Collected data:
▬▬▬▬▬▬▬▬▬▬

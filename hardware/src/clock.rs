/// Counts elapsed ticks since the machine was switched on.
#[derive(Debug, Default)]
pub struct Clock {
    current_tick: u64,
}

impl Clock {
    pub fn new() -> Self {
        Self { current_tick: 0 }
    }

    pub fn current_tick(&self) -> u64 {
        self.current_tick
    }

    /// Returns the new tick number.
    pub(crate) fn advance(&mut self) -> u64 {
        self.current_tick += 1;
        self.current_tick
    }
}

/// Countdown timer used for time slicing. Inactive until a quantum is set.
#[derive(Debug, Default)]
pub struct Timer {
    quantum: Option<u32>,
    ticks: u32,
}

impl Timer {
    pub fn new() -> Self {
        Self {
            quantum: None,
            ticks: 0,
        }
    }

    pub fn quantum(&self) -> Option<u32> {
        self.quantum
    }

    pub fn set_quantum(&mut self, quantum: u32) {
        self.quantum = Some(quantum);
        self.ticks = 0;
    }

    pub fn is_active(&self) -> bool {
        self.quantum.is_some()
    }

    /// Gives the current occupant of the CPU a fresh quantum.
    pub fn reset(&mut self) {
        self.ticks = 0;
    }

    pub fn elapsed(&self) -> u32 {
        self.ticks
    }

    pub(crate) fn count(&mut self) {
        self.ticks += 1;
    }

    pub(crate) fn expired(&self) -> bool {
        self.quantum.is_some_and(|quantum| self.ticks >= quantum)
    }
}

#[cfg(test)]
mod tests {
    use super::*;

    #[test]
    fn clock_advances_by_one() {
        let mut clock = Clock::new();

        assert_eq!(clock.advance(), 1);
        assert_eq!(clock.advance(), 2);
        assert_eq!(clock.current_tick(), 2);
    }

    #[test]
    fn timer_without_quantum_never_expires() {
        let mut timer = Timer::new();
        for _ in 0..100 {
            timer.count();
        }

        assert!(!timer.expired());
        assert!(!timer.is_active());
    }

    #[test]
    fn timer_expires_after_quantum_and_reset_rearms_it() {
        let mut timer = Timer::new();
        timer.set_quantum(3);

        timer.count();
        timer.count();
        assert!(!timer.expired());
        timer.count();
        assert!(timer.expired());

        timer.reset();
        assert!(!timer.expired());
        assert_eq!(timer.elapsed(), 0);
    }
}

▬▬▬▬▬▬▬▬▬▬

**What needs to be done**
Set down all of the records shown above once more, exactly.

**Written solution**
filename hardware/src/clock.rs
/// Counts elapsed ticks since the machine was switched on.
#[derive(Debug, Default)]
pub struct Clock {
    current_tick: u64,
}

impl Clock {
    pub fn new() -> Self {
        Self { current_tick: 0 }
    }

    pub fn current_tick(&self) -> u64 {
        self.current_tick
    }

    /// Returns the new tick number.
    pub(crate) fn advance(&mut self) -> u64 {
        self.current_tick += 1;
        self.current_tick
    }
}

/// Countdown timer used for time slicing. Inactive until a quantum is set.
#[derive(Debug, Default)]
pub struct Timer {
    quantum: Option<u32>,
    ticks: u32,
}

impl Timer {
    pub fn new() -> Self {
        Self {
            quantum: None,
            ticks: 0,
        }
    }

    pub fn quantum(&self) -> Option<u32> {
        self.quantum
    }

    pub fn set_quantum(&mut self, quantum: u32) {
        self.quantum = Some(quantum);
        self.ticks = 0;
    }

    pub fn is_active(&self) -> bool {
        self.quantum.is_some()
    }

    /// Gives the current occupant of the CPU a fresh quantum.
    pub fn reset(&mut self) {
        self.ticks = 0;
    }

    pub fn elapsed(&self) -> u32 {
        self.ticks
    }

    pub(crate) fn count(&mut self) {
        self.ticks += 1;
    }

    pub(crate) fn expired(&self) -> bool {
        self.quantum.is_some_and(|quantum| self.ticks >= quantum)
    }
}

#[cfg(test)]
mod tests {
    use super::*;

    #[test]
    fn clock_advances_by_one() {
        let mut clock = Clock::new();

        assert_eq!(clock.advance(), 1);
        assert_eq!(clock.advance(), 2);
        assert_eq!(clock.current_tick(), 2);
    }

    #[test]
    fn timer_without_quantum_never_expires() {
        let mut timer = Timer::new();
        for _ in 0..100 {
            timer.count();
        }

        assert!(!timer.expired());
        assert!(!timer.is_active());
    }

    #[test]
    fn timer_expires_after_quantum_and_reset_rearms_it() {
        let mut timer = Timer::new();
        timer.set_quantum(3);

        timer.count();
        timer.count();
        assert!(!timer.expired());
        timer.count();
        assert!(timer.expired());

        timer.reset();
        assert!(!timer.expired());
        assert_eq!(timer.elapsed(), 0);
    }
}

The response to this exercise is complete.